◆ **Exercise brief**
The reply to the records below should contain exactly the lines from the line with "bytes as the next reply" through the line with "for a request", and nothing besides.

* * * *

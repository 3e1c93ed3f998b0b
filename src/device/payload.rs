//! Device-action envelope.

use serde::{Deserialize, Serialize};
use serde_json::Value;

use super::identity::{DeviceId, DeviceIdentity, UserId};

/// Action a device worker performs with the attached command body.
#[allow(missing_docs)]
#[derive(Debug, Clone, Copy, PartialEq, Eq, Hash, Serialize, Deserialize)]
#[serde(rename_all = "snake_case")]
pub enum Action {
    Start,
    Stop,
    ChangeSpeed,
    SetValvePosition,
    Tare,
    SetSimValues,
    UpdateRecord,
}

/// Simulated (value, rate of change, noise) for one channel; `None` leaves it unchanged.
pub type SimChannel = (Option<f64>, Option<f64>, Option<f64>);

/// The `command` field of a device action.
#[derive(Debug, Clone, PartialEq, Serialize)]
#[serde(untagged)]
pub enum CommandBody {
    /// Per-channel command array, `null` for untouched channels
    Channels {
        /// Wire form of each slot
        commands: Vec<Value>,
    },
    /// Simulation data, one entry per channel
    SimData(Vec<SimChannel>),
    /// No command body (sent as `null`)
    Empty,
}

/// Unit of transmission for a device action: `{user_id, device_id, action, command, record?}`.
///
/// Immutable once built.
#[derive(Debug, Clone, PartialEq, Serialize)]
pub struct CommandPayload {
    user_id: UserId,
    device_id: DeviceId,
    action: Action,
    command: CommandBody,
    #[serde(skip_serializing_if = "Option::is_none")]
    record: Option<bool>,
}

impl CommandPayload {
    /// Bind a command body to a device.
    pub fn new(identity: &DeviceIdentity, action: Action, command: CommandBody, record: Option<bool>) -> Self {
        Self {
            user_id: identity.user_id.clone(),
            device_id: identity.device_id,
            action,
            command,
            record,
        }
    }

    /// Addressed owner
    #[must_use]
    pub fn user_id(&self) -> &UserId {
        &self.user_id
    }

    /// Addressed device
    #[must_use]
    pub fn device_id(&self) -> DeviceId {
        self.device_id
    }

    /// Requested action
    #[must_use]
    pub fn action(&self) -> Action {
        self.action
    }

    /// Command body
    #[must_use]
    pub fn command(&self) -> &CommandBody {
        &self.command
    }

    /// Whether the server should (stop) recording this device, if set
    #[must_use]
    pub fn record(&self) -> Option<bool> {
        self.record
    }
}

#[cfg(test)]
mod tests {
    use super::*;
    use serde_json::json;

    #[test]
    fn record_flag_omitted_when_unset() {
        let id = DeviceIdentity::new("u", 2);
        let body = CommandBody::Channels {
            commands: vec![json!(1), Value::Null],
        };
        let payload = CommandPayload::new(&id, Action::Stop, body, None);
        assert_eq!(
            serde_json::to_value(&payload).unwrap(),
            json!({
                "user_id": "u",
                "device_id": 2,
                "action": "stop",
                "command": {"commands": [1, null]}
            })
        );
    }

    #[test]
    fn empty_body_and_record() {
        let id = DeviceIdentity::new(4u64, 9);
        let payload = CommandPayload::new(&id, Action::UpdateRecord, CommandBody::Empty, Some(true));
        let value = serde_json::to_value(&payload).unwrap();
        assert_eq!(value["command"], Value::Null);
        assert_eq!(value["record"], json!(true));
    }

    #[test]
    fn sim_data_is_a_list_of_triples() {
        let id = DeviceIdentity::new("u", 1);
        let body = CommandBody::SimData(vec![(Some(2.0), None, Some(0.1)), (None, None, None)]);
        let payload = CommandPayload::new(&id, Action::SetSimValues, body, None);
        assert_eq!(
            serde_json::to_value(&payload).unwrap()["command"],
            json!([[2.0, null, 0.1], [null, null, null]])
        );
    }
}
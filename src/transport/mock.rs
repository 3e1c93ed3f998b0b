//! Mock link for testing
//!
//! `MockLink` stands in for the server socket so the transport, devices and PID
//! controllers can be exercised without a device-control server. It provides:
//! - A script of replies, consumed one per request
//! - Silence injection (the attempt times out)
//! - Raw byte injection (truncated frames, bytes arriving late)
//! - A log of every request frame for test verification
//!
//! # Example
//!
//! ```
//! use aqueduct::transport::{mock::MockLink, Event, Message, RequestOptions, Transport};
//! use serde_json::json;
//!
//! let link = MockLink::new();
//! let handle = link.handle();
//! handle.reply("get_device_live", json!({"v": 42}));
//!
//! let transport = Transport::from_link(link, Default::default());
//! let msg = Message::new(Event::GetDeviceLive, &json!({})).unwrap();
//! let payload = transport.send_and_wait(&msg, Event::GetDeviceLive, &RequestOptions::default());
//! assert_eq!(payload, Some(json!({"v": 42})));
//! assert_eq!(handle.sent().len(), 1);
//! ```

use parking_lot::Mutex;
use serde_json::Value;
use std::collections::VecDeque;
use std::io::{self, Read, Write};
use std::sync::Arc;
use std::time::Duration;

use super::codec::{decode_reply, encode_frame, encode_reply, Framing, LENGTH_HEADER_BYTES};
use super::link::Link;

/// One scripted server response.
#[derive(Debug, Clone, PartialEq)]
pub enum MockReply {
    /// Bytes delivered to the next reads (framing is applied by the link).
    Frame(Vec<u8>),
    /// Bytes delivered exactly as given, without framing.
    Unframed(Vec<u8>),
    /// Nothing arrives; the attempt times out.
    Silence,
}

#[derive(Debug, Default)]
struct MockState {
    script: VecDeque<MockReply>,
    sent: Vec<Vec<u8>>,
    read_timeouts: Vec<Option<Duration>>,
    pending: VecDeque<u8>,
}

/// In-memory [`Link`] answering from a script.
#[derive(Debug)]
pub struct MockLink {
    state: Arc<Mutex<MockState>>,
    framing: Framing,
    outgoing: Vec<u8>,
}

/// Shared control over a [`MockLink`] after it has been moved into a transport.
#[derive(Debug, Clone)]
pub struct MockHandle {
    state: Arc<Mutex<MockState>>,
}

impl MockLink {
    /// Create a mock link using raw framing
    #[must_use]
    pub fn new() -> Self {
        Self::with_framing(Framing::Raw)
    }

    /// Create a mock link speaking the given framing
    #[must_use]
    pub fn with_framing(framing: Framing) -> Self {
        Self {
            state: Arc::new(Mutex::new(MockState::default())),
            framing,
            outgoing: Vec::new(),
        }
    }

    /// Handle for scripting replies and inspecting traffic
    #[must_use]
    pub fn handle(&self) -> MockHandle {
        MockHandle {
            state: Arc::clone(&self.state),
        }
    }

    // Pull the request body out of `outgoing` once a full frame has been written.
    fn take_request(&mut self) -> Option<Vec<u8>> {
        match self.framing {
            Framing::Raw => {
                if self.outgoing.is_empty() {
                    None
                } else {
                    Some(std::mem::take(&mut self.outgoing))
                }
            }
            Framing::LengthPrefixed => {
                if self.outgoing.len() < LENGTH_HEADER_BYTES {
                    return None;
                }
                let mut header = [0u8; LENGTH_HEADER_BYTES];
                header.copy_from_slice(&self.outgoing[..LENGTH_HEADER_BYTES]);
                let len = u32::from_be_bytes(header) as usize;
                if self.outgoing.len() < LENGTH_HEADER_BYTES + len {
                    return None;
                }
                let body = self.outgoing[LENGTH_HEADER_BYTES..LENGTH_HEADER_BYTES + len].to_vec();
                self.outgoing.drain(..LENGTH_HEADER_BYTES + len);
                Some(body)
            }
        }
    }
}

impl Default for MockLink {
    fn default() -> Self {
        Self::new()
    }
}

impl Write for MockLink {
    fn write(&mut self, buf: &[u8]) -> io::Result<usize> {
        self.outgoing.extend_from_slice(buf);
        while let Some(request) = self.take_request() {
            let mut state = self.state.lock();
            state.sent.push(request);
            // A request beyond the end of the script behaves like a silent server
            match state.script.pop_front() {
                Some(MockReply::Frame(bytes)) => {
                    let frame = encode_frame(&bytes, self.framing)
                        .map_err(|e| io::Error::new(io::ErrorKind::InvalidData, e.to_string()))?;
                    state.pending.extend(frame);
                }
                Some(MockReply::Unframed(bytes)) => state.pending.extend(bytes),
                Some(MockReply::Silence) | None => {}
            }
        }
        Ok(buf.len())
    }

    fn flush(&mut self) -> io::Result<()> {
        Ok(())
    }
}

impl Read for MockLink {
    fn read(&mut self, buf: &mut [u8]) -> io::Result<usize> {
        let mut state = self.state.lock();
        if state.pending.is_empty() {
            return Err(io::Error::new(io::ErrorKind::TimedOut, "mock read timed out"));
        }
        let n = buf.len().min(state.pending.len());
        for (slot, byte) in buf.iter_mut().zip(state.pending.drain(..n)) {
            *slot = byte;
        }
        Ok(n)
    }
}

impl Link for MockLink {
    fn set_read_timeout(&mut self, timeout: Option<Duration>) -> io::Result<()> {
        self.state.lock().read_timeouts.push(timeout);
        Ok(())
    }
}

impl MockHandle {
    /// Queue a well-formed `[event, payload]` reply
    pub fn reply(&self, event: &str, payload: Value) {
        // Encoding a (str, Value) pair cannot fail
        let bytes = encode_reply(event, &payload).unwrap_or_default();
        self.reply_raw(bytes);
    }

    /// Queue arbitrary bytes as the next reply
    pub fn reply_raw(&self, bytes: impl Into<Vec<u8>>) {
        self.state.lock().script.push_back(MockReply::Frame(bytes.into()));
    }

    /// Queue bytes sent without framing as the next reply
    pub fn reply_unframed(&self, bytes: impl Into<Vec<u8>>) {
        self.state.lock().script.push_back(MockReply::Unframed(bytes.into()));
    }

    /// Make `bytes` readable now, without waiting for a request
    pub fn deliver(&self, bytes: &[u8]) {
        self.state.lock().pending.extend(bytes.iter().copied());
    }

    /// Bytes sent by the server but not read yet
    #[must_use]
    pub fn unread(&self) -> usize {
        self.state.lock().pending.len()
    }

    /// Queue a request that receives no answer
    pub fn silence(&self) {
        self.state.lock().script.push_back(MockReply::Silence);
    }

    /// Number of scripted replies not yet consumed
    #[must_use]
    pub fn remaining(&self) -> usize {
        self.state.lock().script.len()
    }

    /// Raw request bodies written so far
    #[must_use]
    pub fn sent(&self) -> Vec<Vec<u8>> {
        self.state.lock().sent.clone()
    }

    /// Requests decoded as `(event, payload)`, skipping the outer command kind
    #[must_use]
    pub fn sent_events(&self) -> Vec<(String, Value)> {
        self.sent()
            .iter()
            .filter_map(|body| {
                let (_, inner): (Value, Value) = serde_json::from_slice(body).ok()?;
                let inner = serde_json::to_vec(&inner).ok()?;
                decode_reply(&inner).ok().map(|r| (r.event, r.payload))
            })
            .collect()
    }

    /// Read timeouts the transport configured, one per attempt
    #[must_use]
    pub fn read_timeouts(&self) -> Vec<Option<Duration>> {
        self.state.lock().read_timeouts.clone()
    }

    /// Clear the request log
    pub fn clear_sent(&self) {
        self.state.lock().sent.clear();
    }
}

#[cfg(test)]
mod tests {
    use super::*;
    use serde_json::json;

    #[test]
    fn replies_follow_requests() {
        let mut link = MockLink::new();
        let handle = link.handle();
        handle.reply("device_action", json!({"ok": true}));

        let mut buf = [0u8; 64];
        assert!(link.read(&mut buf).is_err());

        link.write_all(b"[\"socket_message\",[\"device_action\",{}]]").unwrap();
        let n = link.read(&mut buf).unwrap();
        let reply = decode_reply(&buf[..n]).unwrap();
        assert_eq!(reply.payload, json!({"ok": true}));
        assert_eq!(handle.sent_events()[0].0, "device_action");
    }

    #[test]
    fn silence_consumes_one_request() {
        let mut link = MockLink::new();
        let handle = link.handle();
        handle.silence();
        handle.reply("get_device", json!({}));

        link.write_all(b"[1]").unwrap();
        let mut buf = [0u8; 64];
        assert_eq!(
            link.read(&mut buf).unwrap_err().kind(),
            io::ErrorKind::TimedOut
        );
        assert_eq!(handle.remaining(), 1);
    }

    #[test]
    fn length_prefixed_requests_are_split() {
        let mut link = MockLink::with_framing(Framing::LengthPrefixed);
        let handle = link.handle();

        let frame = encode_frame(b"[\"socket_message\",[\"get_device\",{}]]", Framing::LengthPrefixed).unwrap();
        // Header and body arriving in separate writes still form one request
        link.write_all(&frame[..2]).unwrap();
        assert!(handle.sent().is_empty());
        link.write_all(&frame[2..]).unwrap();
        assert_eq!(handle.sent().len(), 1);
    }

    #[test]
    fn delivered_bytes_are_read_before_replies() {
        let mut link = MockLink::new();
        let handle = link.handle();
        handle.deliver(b"late");
        handle.reply_unframed(b"raw".to_vec());

        link.write_all(b"[1]").unwrap();
        let mut buf = [0u8; 64];
        let n = link.read(&mut buf).unwrap();
        assert_eq!(&buf[..n], b"lateraw");
        assert_eq!(handle.unread(), 0);
    }
}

* * * *

◆ **Result of the task**
    /// Queue arbitrary bytes as the next reply
    pub fn reply_raw(&self, bytes: impl Into<Vec<u8>>) {
        self.state.lock().script.push_back(MockReply::Frame(bytes.into()));
    }

    /// Queue bytes sent without framing as the next reply
    pub fn reply_unframed(&self, bytes: impl Into<Vec<u8>>) {
        self.state.lock().script.push_back(MockReply::Unframed(bytes.into()));
    }

    /// Make `bytes` readable now, without waiting for a request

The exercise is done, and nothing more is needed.